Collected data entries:
※ ※ ※

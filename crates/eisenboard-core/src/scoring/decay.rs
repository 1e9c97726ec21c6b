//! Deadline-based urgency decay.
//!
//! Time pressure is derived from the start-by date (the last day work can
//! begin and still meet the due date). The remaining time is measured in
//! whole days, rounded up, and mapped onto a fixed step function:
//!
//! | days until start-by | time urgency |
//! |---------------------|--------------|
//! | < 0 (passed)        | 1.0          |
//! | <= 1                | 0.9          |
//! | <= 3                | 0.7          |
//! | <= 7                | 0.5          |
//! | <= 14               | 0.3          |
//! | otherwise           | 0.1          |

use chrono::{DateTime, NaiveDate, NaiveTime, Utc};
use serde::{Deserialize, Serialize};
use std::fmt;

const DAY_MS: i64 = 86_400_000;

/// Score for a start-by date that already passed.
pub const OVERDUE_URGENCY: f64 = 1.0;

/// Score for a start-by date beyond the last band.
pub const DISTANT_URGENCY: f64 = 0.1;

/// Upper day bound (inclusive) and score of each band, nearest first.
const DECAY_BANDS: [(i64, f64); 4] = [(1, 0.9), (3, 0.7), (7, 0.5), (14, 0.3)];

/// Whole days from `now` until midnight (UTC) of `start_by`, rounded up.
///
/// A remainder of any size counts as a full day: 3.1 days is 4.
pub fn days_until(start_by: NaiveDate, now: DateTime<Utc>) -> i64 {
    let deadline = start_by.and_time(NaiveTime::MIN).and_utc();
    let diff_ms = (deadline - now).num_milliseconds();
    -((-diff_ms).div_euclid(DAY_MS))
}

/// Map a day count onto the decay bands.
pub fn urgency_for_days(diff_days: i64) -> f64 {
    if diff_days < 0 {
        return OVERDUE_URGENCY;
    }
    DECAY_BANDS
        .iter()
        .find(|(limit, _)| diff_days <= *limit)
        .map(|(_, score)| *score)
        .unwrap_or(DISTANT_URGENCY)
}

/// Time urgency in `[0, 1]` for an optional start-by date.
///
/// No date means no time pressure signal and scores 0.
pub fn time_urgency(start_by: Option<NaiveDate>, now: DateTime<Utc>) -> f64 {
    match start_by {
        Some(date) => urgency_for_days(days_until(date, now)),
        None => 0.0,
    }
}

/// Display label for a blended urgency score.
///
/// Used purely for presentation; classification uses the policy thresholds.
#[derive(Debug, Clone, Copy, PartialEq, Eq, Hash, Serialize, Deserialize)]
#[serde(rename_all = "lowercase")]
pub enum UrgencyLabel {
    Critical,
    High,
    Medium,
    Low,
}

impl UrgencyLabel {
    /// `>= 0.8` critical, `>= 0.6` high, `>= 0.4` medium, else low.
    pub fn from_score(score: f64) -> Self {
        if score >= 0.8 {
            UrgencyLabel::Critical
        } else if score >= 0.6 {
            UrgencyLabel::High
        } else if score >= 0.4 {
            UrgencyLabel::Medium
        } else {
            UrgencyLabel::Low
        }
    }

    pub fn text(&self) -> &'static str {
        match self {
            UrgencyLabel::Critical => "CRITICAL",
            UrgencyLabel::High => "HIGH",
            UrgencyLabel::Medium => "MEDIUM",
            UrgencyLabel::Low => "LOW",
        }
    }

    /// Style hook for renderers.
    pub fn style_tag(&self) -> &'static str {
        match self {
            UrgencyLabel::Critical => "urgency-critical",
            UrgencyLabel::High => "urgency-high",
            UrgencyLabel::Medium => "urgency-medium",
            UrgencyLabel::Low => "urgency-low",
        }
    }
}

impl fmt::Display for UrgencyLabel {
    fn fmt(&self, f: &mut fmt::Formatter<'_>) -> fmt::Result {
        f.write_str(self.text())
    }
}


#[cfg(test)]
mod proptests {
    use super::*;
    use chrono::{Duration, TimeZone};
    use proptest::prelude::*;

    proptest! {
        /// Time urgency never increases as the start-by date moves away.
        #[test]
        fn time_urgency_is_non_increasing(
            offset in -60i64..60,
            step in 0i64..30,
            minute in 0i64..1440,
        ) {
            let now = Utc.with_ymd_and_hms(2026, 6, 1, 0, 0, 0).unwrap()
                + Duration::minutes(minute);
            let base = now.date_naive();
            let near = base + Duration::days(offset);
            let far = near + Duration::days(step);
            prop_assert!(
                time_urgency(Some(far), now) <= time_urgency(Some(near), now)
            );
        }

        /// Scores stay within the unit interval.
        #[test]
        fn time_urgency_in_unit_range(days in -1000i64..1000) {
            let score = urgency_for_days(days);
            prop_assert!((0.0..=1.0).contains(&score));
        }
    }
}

※ ※ ※

◆ Task statement ◆
Give every entry again in full, precisely as written above.

◆ Task answer ◆
filename crates/eisenboard-core/src/scoring/decay.rs
repository 1e9c97726ec21c6b
//! Deadline-based urgency decay.
//!
//! Time pressure is derived from the start-by date (the last day work can
//! begin and still meet the due date). The remaining time is measured in
//! whole days, rounded up, and mapped onto a fixed step function:
//!
//! | days until start-by | time urgency |
//! |---------------------|--------------|
//! | < 0 (passed)        | 1.0          |
//! | <= 1                | 0.9          |
//! | <= 3                | 0.7          |
//! | <= 7                | 0.5          |
//! | <= 14               | 0.3          |
//! | otherwise           | 0.1          |

use chrono::{DateTime, NaiveDate, NaiveTime, Utc};
use serde::{Deserialize, Serialize};
use std::fmt;

const DAY_MS: i64 = 86_400_000;

/// Score for a start-by date that already passed.
pub const OVERDUE_URGENCY: f64 = 1.0;

/// Score for a start-by date beyond the last band.
pub const DISTANT_URGENCY: f64 = 0.1;

/// Upper day bound (inclusive) and score of each band, nearest first.
const DECAY_BANDS: [(i64, f64); 4] = [(1, 0.9), (3, 0.7), (7, 0.5), (14, 0.3)];

/// Whole days from `now` until midnight (UTC) of `start_by`, rounded up.
///
/// A remainder of any size counts as a full day: 3.1 days is 4.
pub fn days_until(start_by: NaiveDate, now: DateTime<Utc>) -> i64 {
    let deadline = start_by.and_time(NaiveTime::MIN).and_utc();
    let diff_ms = (deadline - now).num_milliseconds();
    -((-diff_ms).div_euclid(DAY_MS))
}

/// Map a day count onto the decay bands.
pub fn urgency_for_days(diff_days: i64) -> f64 {
    if diff_days < 0 {
        return OVERDUE_URGENCY;
    }
    DECAY_BANDS
        .iter()
        .find(|(limit, _)| diff_days <= *limit)
        .map(|(_, score)| *score)
        .unwrap_or(DISTANT_URGENCY)
}

/// Time urgency in `[0, 1]` for an optional start-by date.
///
/// No date means no time pressure signal and scores 0.
pub fn time_urgency(start_by: Option<NaiveDate>, now: DateTime<Utc>) -> f64 {
    match start_by {
        Some(date) => urgency_for_days(days_until(date, now)),
        None => 0.0,
    }
}

/// Display label for a blended urgency score.
///
/// Used purely for presentation; classification uses the policy thresholds.
#[derive(Debug, Clone, Copy, PartialEq, Eq, Hash, Serialize, Deserialize)]
#[serde(rename_all = "lowercase")]
pub enum UrgencyLabel {
    Critical,
    High,
    Medium,
    Low,
}

impl UrgencyLabel {
    /// `>= 0.8` critical, `>= 0.6` high, `>= 0.4` medium, else low.
    pub fn from_score(score: f64) -> Self {
        if score >= 0.8 {
            UrgencyLabel::Critical
        } else if score >= 0.6 {
            UrgencyLabel::High
        } else if score >= 0.4 {
            UrgencyLabel::Medium
        } else {
            UrgencyLabel::Low
        }
    }

    pub fn text(&self) -> &'static str {
        match self {
            UrgencyLabel::Critical => "CRITICAL",
            UrgencyLabel::High => "HIGH",
            UrgencyLabel::Medium => "MEDIUM",
            UrgencyLabel::Low => "LOW",
        }
    }

    /// Style hook for renderers.
    pub fn style_tag(&self) -> &'static str {
        match self {
            UrgencyLabel::Critical => "urgency-critical",
            UrgencyLabel::High => "urgency-high",
            UrgencyLabel::Medium => "urgency-medium",
            UrgencyLabel::Low => "urgency-low",
        }
    }
}

impl fmt::Display for UrgencyLabel {
    fn fmt(&self, f: &mut fmt::Formatter<'_>) -> fmt::Result {
        f.write_str(self.text())
    }
}


#[cfg(test)]
mod proptests {
    use super::*;
    use chrono::{Duration, TimeZone};
    use proptest::prelude::*;

    proptest! {
        /// Time urgency never increases as the start-by date moves away.
        #[test]
        fn time_urgency_is_non_increasing(
            offset in -60i64..60,
            step in 0i64..30,
            minute in 0i64..1440,
        ) {
            let now = Utc.with_ymd_and_hms(2026, 6, 1, 0, 0, 0).unwrap()
                + Duration::minutes(minute);
            let base = now.date_naive();
            let near = base + Duration::days(offset);
            let far = near + Duration::days(step);
            prop_assert!(
                time_urgency(Some(far), now) <= time_urgency(Some(near), now)
            );
        }

        /// Scores stay within the unit interval.
        #[test]
        fn time_urgency_in_unit_range(days in -1000i64..1000) {
            let score = urgency_for_days(days);
            prop_assert!((0.0..=1.0).contains(&score));
        }
    }
}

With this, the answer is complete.